== Segment start ==

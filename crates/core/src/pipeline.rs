//! Pipeline orchestration
//!
//! load → parse → infer schema → encode → partition → train → evaluate → report.
//!
//! Stages run strictly one after another and the first failure aborts the run.
//! Only the file read suspends; every other stage is synchronous.

use tracing::info;

use crate::config::{InferenceScope, RunConfig};
use crate::dataset::{RawRecord, RawTable};
use crate::encoder::{EncodedRecord, RecordEncoder};
use crate::errors::{PipelineError, Result};
use crate::evaluation::evaluate;
use crate::learner::{Learner, Model};
use crate::partition::{Partition, Partitioner};
use crate::report::RunReport;
use crate::schema::Schema;

/// Encoded dataset ready for training, together with the schema that produced it
#[derive(Debug, Clone)]
pub struct PreparedDataset {
    pub schema: Schema,
    pub partition: Partition<EncodedRecord>,
}

pub struct Pipeline {
    config: RunConfig,
    partitioner: Partitioner,
}

impl Pipeline {
    pub fn new(config: RunConfig) -> Result<Self> {
        config.validate()?;
        let partitioner = Partitioner::new(config.split_ratio)?;
        Ok(Self {
            config,
            partitioner,
        })
    }

    /// Execute the full chain against the configured dataset file.
    pub async fn run<L: Learner>(&self, learner: &mut L) -> Result<RunReport> {
        info!("Loading dataset from: {}", self.config.dataset_file.display());
        let table = RawTable::load(&self.config.dataset_file).await?;
        info!(
            "Loaded {} rows with {} columns",
            table.len(),
            table.column_count()
        );

        self.run_records(table.into_records(), learner)
    }

    /// Execute every stage after parsing.
    pub fn run_records<L: Learner>(
        &self,
        records: Vec<RawRecord>,
        learner: &mut L,
    ) -> Result<RunReport> {
        let prepared = self.prepare(records)?;
        let PreparedDataset { schema, partition } = prepared;

        info!("Training on {} records", partition.train.len());
        let mut params = self.config.params;
        let model = learner
            .train(&partition.train, &mut params)
            .map_err(|err| PipelineError::Training(format!("{:#}", err)))?;
        info!("Training finished");
        if let Some(structure) = model.structure() {
            info!("Network structure: {}", structure);
        }

        let evaluation = evaluate(&model, &partition.test)?;
        info!(
            "Testing finished: {}/{} correct",
            evaluation.accuracy.correct,
            evaluation.accuracy.total()
        );

        Ok(RunReport {
            problem_number: self.config.problem_number,
            params,
            structure: model.structure(),
            node_count: model.node_count(),
            train_size: partition.train.len(),
            feature_width: schema.feature_width(),
            accuracy: evaluation.accuracy,
            results: evaluation.results,
        })
    }

    /// Infer descriptors, encode and split according to the configured scope.
    pub fn prepare(&self, records: Vec<RawRecord>) -> Result<PreparedDataset> {
        let types = &self.config.attribute_types;
        let seed = self.config.seed;

        let prepared = match self.config.inference_scope {
            InferenceScope::FullDataset => {
                let schema = Schema::infer(&records, types)?;
                let encoded = RecordEncoder::new(&schema)
                    .with_unseen_policy(self.config.unseen_category)
                    .encode_all(&records)?;
                let partition = self.partitioner.split_seeded(encoded, seed);
                PreparedDataset { schema, partition }
            }
            InferenceScope::TrainOnly => {
                let raw = self.partitioner.split_seeded(records, seed);
                let schema = Schema::infer(&raw.train, types)?;
                let encoder =
                    RecordEncoder::new(&schema).with_unseen_policy(self.config.unseen_category);
                let partition = Partition {
                    train: encoder.encode_all(&raw.train)?,
                    test: encoder.encode_all(&raw.test)?,
                };
                PreparedDataset { schema, partition }
            }
        };

        info!(
            "Encoded {} records into {} features (max class cardinality {})",
            prepared.partition.len(),
            prepared.schema.feature_width(),
            prepared.schema.max_class_cardinality()
        );
        info!(
            "Split into {} training and {} test records",
            prepared.partition.train.len(),
            prepared.partition.test.len()
        );

        Ok(prepared)
    }
}

#[cfg(test)]
mod tests {
    use super::*;
    use crate::baseline::MajorityClassLearner;
    use crate::config::{AttributeTypes, UnseenCategoryPolicy};

    fn categorical_rows() -> Vec<RawRecord> {
        (0..10)
            .map(|i| {
                let feature = if i % 2 == 0 { "a" } else { "b" };
                let label = if i < 7 { "yes" } else { "no" };
                vec![feature.to_string(), label.to_string()]
            })
            .collect()
    }

    fn config() -> RunConfig {
        RunConfig {
            attribute_types: AttributeTypes::AllCategorical,
            seed: Some(42),
            ..RunConfig::default()
        }
    }

    #[test]
    fn test_prepare_full_dataset() {
        let pipeline = Pipeline::new(config()).unwrap();
        let prepared = pipeline.prepare(categorical_rows()).unwrap();

        assert_eq!(prepared.partition.train.len(), 9);
        assert_eq!(prepared.partition.test.len(), 1);
        assert_eq!(prepared.schema.feature_width(), 2);
    }

    #[test]
    fn test_run_records_produces_report() {
        let pipeline = Pipeline::new(config()).unwrap();
        let report = pipeline
            .run_records(categorical_rows(), &mut MajorityClassLearner)
            .unwrap();

        assert_eq!(report.results.len(), 1);
        assert_eq!(report.train_size, 9);
        assert_eq!(report.node_count, Some(1));
        assert!((0.0..=1.0).contains(&report.accuracy()));
    }

    #[test]
    fn test_same_seed_same_split() {
        let pipeline = Pipeline::new(config()).unwrap();
        let first = pipeline.prepare(categorical_rows()).unwrap();
        let second = pipeline.prepare(categorical_rows()).unwrap();
        assert_eq!(first.partition, second.partition);
    }

    #[test]
    fn test_train_only_rejects_unseen_by_default() {
        // The single "c" row can only ever land in one subset
        let mut rows = categorical_rows();
        rows.push(vec!["c".to_string(), "yes".to_string()]);

        let train_only = RunConfig {
            inference_scope: InferenceScope::TrainOnly,
            ..config()
        };

        let mut saw_rejection = false;
        for seed in 0..100 {
            let pipeline = Pipeline::new(RunConfig {
                seed: Some(seed),
                ..train_only.clone()
            })
            .unwrap();
            match pipeline.prepare(rows.clone()) {
                Ok(prepared) => assert_eq!(prepared.partition.len(), 11),
                Err(PipelineError::UnknownCategory { column: 0, .. }) => saw_rejection = true,
                Err(other) => panic!("unexpected error: {other}"),
            }
        }
        assert!(saw_rejection);
    }

    #[test]
    fn test_train_only_zero_vector_never_fails_on_features() {
        let mut rows = categorical_rows();
        rows.push(vec!["c".to_string(), "yes".to_string()]);

        for seed in 0..100 {
            let pipeline = Pipeline::new(RunConfig {
                seed: Some(seed),
                inference_scope: InferenceScope::TrainOnly,
                unseen_category: UnseenCategoryPolicy::ZeroVector,
                ..config()
            })
            .unwrap();
            let prepared = pipeline.prepare(rows.clone()).unwrap();
            let width = prepared.schema.feature_width();
            for record in prepared.partition.train.iter().chain(&prepared.partition.test) {
                assert_eq!(record.input.len(), width);
            }
        }
    }

    #[test]
    fn test_training_failure_is_reported() {
        let pipeline = Pipeline::new(RunConfig {
            split_ratio: 0.05,
            ..config()
        })
        .unwrap();
        // floor(10 * 0.05) = 0 training records
        let err = pipeline
            .run_records(categorical_rows(), &mut MajorityClassLearner)
            .unwrap_err();
        assert!(matches!(err, PipelineError::Training(_)));
    }

    #[test]
    fn test_empty_test_set_aborts() {
        let pipeline = Pipeline::new(RunConfig {
            split_ratio: 1.0,
            ..config()
        })
        .unwrap();
        let err = pipeline
            .run_records(categorical_rows(), &mut MajorityClassLearner)
            .unwrap_err();
        assert!(matches!(err, PipelineError::EmptyTestSet));
    }
}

== Segment end ==

Exercise directions: Each of the records is to be written out again exactly.

Response to this exercise:
filename crates/core/src/pipeline.rs
//! Pipeline orchestration
//!
//! load → parse → infer schema → encode → partition → train → evaluate → report.
//!
//! Stages run strictly one after another and the first failure aborts the run.
//! Only the file read suspends; every other stage is synchronous.

use tracing::info;

use crate::config::{InferenceScope, RunConfig};
use crate::dataset::{RawRecord, RawTable};
use crate::encoder::{EncodedRecord, RecordEncoder};
use crate::errors::{PipelineError, Result};
use crate::evaluation::evaluate;
use crate::learner::{Learner, Model};
use crate::partition::{Partition, Partitioner};
use crate::report::RunReport;
use crate::schema::Schema;

/// Encoded dataset ready for training, together with the schema that produced it
#[derive(Debug, Clone)]
pub struct PreparedDataset {
    pub schema: Schema,
    pub partition: Partition<EncodedRecord>,
}

pub struct Pipeline {
    config: RunConfig,
    partitioner: Partitioner,
}

impl Pipeline {
    pub fn new(config: RunConfig) -> Result<Self> {
        config.validate()?;
        let partitioner = Partitioner::new(config.split_ratio)?;
        Ok(Self {
            config,
            partitioner,
        })
    }

    /// Execute the full chain against the configured dataset file.
    pub async fn run<L: Learner>(&self, learner: &mut L) -> Result<RunReport> {
        info!("Loading dataset from: {}", self.config.dataset_file.display());
        let table = RawTable::load(&self.config.dataset_file).await?;
        info!(
            "Loaded {} rows with {} columns",
            table.len(),
            table.column_count()
        );

        self.run_records(table.into_records(), learner)
    }

    /// Execute every stage after parsing.
    pub fn run_records<L: Learner>(
        &self,
        records: Vec<RawRecord>,
        learner: &mut L,
    ) -> Result<RunReport> {
        let prepared = self.prepare(records)?;
        let PreparedDataset { schema, partition } = prepared;

        info!("Training on {} records", partition.train.len());
        let mut params = self.config.params;
        let model = learner
            .train(&partition.train, &mut params)
            .map_err(|err| PipelineError::Training(format!("{:#}", err)))?;
        info!("Training finished");
        if let Some(structure) = model.structure() {
            info!("Network structure: {}", structure);
        }

        let evaluation = evaluate(&model, &partition.test)?;
        info!(
            "Testing finished: {}/{} correct",
            evaluation.accuracy.correct,
            evaluation.accuracy.total()
        );

        Ok(RunReport {
            problem_number: self.config.problem_number,
            params,
            structure: model.structure(),
            node_count: model.node_count(),
            train_size: partition.train.len(),
            feature_width: schema.feature_width(),
            accuracy: evaluation.accuracy,
            results: evaluation.results,
        })
    }

    /// Infer descriptors, encode and split according to the configured scope.
    pub fn prepare(&self, records: Vec<RawRecord>) -> Result<PreparedDataset> {
        let types = &self.config.attribute_types;
        let seed = self.config.seed;

        let prepared = match self.config.inference_scope {
            InferenceScope::FullDataset => {
                let schema = Schema::infer(&records, types)?;
                let encoded = RecordEncoder::new(&schema)
                    .with_unseen_policy(self.config.unseen_category)
                    .encode_all(&records)?;
                let partition = self.partitioner.split_seeded(encoded, seed);
                PreparedDataset { schema, partition }
            }
            InferenceScope::TrainOnly => {
                let raw = self.partitioner.split_seeded(records, seed);
                let schema = Schema::infer(&raw.train, types)?;
                let encoder =
                    RecordEncoder::new(&schema).with_unseen_policy(self.config.unseen_category);
                let partition = Partition {
                    train: encoder.encode_all(&raw.train)?,
                    test: encoder.encode_all(&raw.test)?,
                };
                PreparedDataset { schema, partition }
            }
        };

        info!(
            "Encoded {} records into {} features (max class cardinality {})",
            prepared.partition.len(),
            prepared.schema.feature_width(),
            prepared.schema.max_class_cardinality()
        );
        info!(
            "Split into {} training and {} test records",
            prepared.partition.train.len(),
            prepared.partition.test.len()
        );

        Ok(prepared)
    }
}

#[cfg(test)]
mod tests {
    use super::*;
    use crate::baseline::MajorityClassLearner;
    use crate::config::{AttributeTypes, UnseenCategoryPolicy};

    fn categorical_rows() -> Vec<RawRecord> {
        (0..10)
            .map(|i| {
                let feature = if i % 2 == 0 { "a" } else { "b" };
                let label = if i < 7 { "yes" } else { "no" };
                vec![feature.to_string(), label.to_string()]
            })
            .collect()
    }

    fn config() -> RunConfig {
        RunConfig {
            attribute_types: AttributeTypes::AllCategorical,
            seed: Some(42),
            ..RunConfig::default()
        }
    }

    #[test]
    fn test_prepare_full_dataset() {
        let pipeline = Pipeline::new(config()).unwrap();
        let prepared = pipeline.prepare(categorical_rows()).unwrap();

        assert_eq!(prepared.partition.train.len(), 9);
        assert_eq!(prepared.partition.test.len(), 1);
        assert_eq!(prepared.schema.feature_width(), 2);
    }

    #[test]
    fn test_run_records_produces_report() {
        let pipeline = Pipeline::new(config()).unwrap();
        let report = pipeline
            .run_records(categorical_rows(), &mut MajorityClassLearner)
            .unwrap();

        assert_eq!(report.results.len(), 1);
        assert_eq!(report.train_size, 9);
        assert_eq!(report.node_count, Some(1));
        assert!((0.0..=1.0).contains(&report.accuracy()));
    }

    #[test]
    fn test_same_seed_same_split() {
        let pipeline = Pipeline::new(config()).unwrap();
        let first = pipeline.prepare(categorical_rows()).unwrap();
        let second = pipeline.prepare(categorical_rows()).unwrap();
        assert_eq!(first.partition, second.partition);
    }

    #[test]
    fn test_train_only_rejects_unseen_by_default() {
        // The single "c" row can only ever land in one subset
        let mut rows = categorical_rows();
        rows.push(vec!["c".to_string(), "yes".to_string()]);

        let train_only = RunConfig {
            inference_scope: InferenceScope::TrainOnly,
            ..config()
        };

        let mut saw_rejection = false;
        for seed in 0..100 {
            let pipeline = Pipeline::new(RunConfig {
                seed: Some(seed),
                ..train_only.clone()
            })
            .unwrap();
            match pipeline.prepare(rows.clone()) {
                Ok(prepared) => assert_eq!(prepared.partition.len(), 11),
                Err(PipelineError::UnknownCategory { column: 0, .. }) => saw_rejection = true,
                Err(other) => panic!("unexpected error: {other}"),
            }
        }
        assert!(saw_rejection);
    }

    #[test]
    fn test_train_only_zero_vector_never_fails_on_features() {
        let mut rows = categorical_rows();
        rows.push(vec!["c".to_string(), "yes".to_string()]);

        for seed in 0..100 {
            let pipeline = Pipeline::new(RunConfig {
                seed: Some(seed),
                inference_scope: InferenceScope::TrainOnly,
                unseen_category: UnseenCategoryPolicy::ZeroVector,
                ..config()
            })
            .unwrap();
            let prepared = pipeline.prepare(rows.clone()).unwrap();
            let width = prepared.schema.feature_width();
            for record in prepared.partition.train.iter().chain(&prepared.partition.test) {
                assert_eq!(record.input.len(), width);
            }
        }
    }

    #[test]
    fn test_training_failure_is_reported() {
        let pipeline = Pipeline::new(RunConfig {
            split_ratio: 0.05,
            ..config()
        })
        .unwrap();
        // floor(10 * 0.05) = 0 training records
        let err = pipeline
            .run_records(categorical_rows(), &mut MajorityClassLearner)
            .unwrap_err();
        assert!(matches!(err, PipelineError::Training(_)));
    }

    #[test]
    fn test_empty_test_set_aborts() {
        let pipeline = Pipeline::new(RunConfig {
            split_ratio: 1.0,
            ..config()
        })
        .unwrap();
        let err = pipeline
            .run_records(categorical_rows(), &mut MajorityClassLearner)
            .unwrap_err();
        assert!(matches!(err, PipelineError::EmptyTestSet));
    }
}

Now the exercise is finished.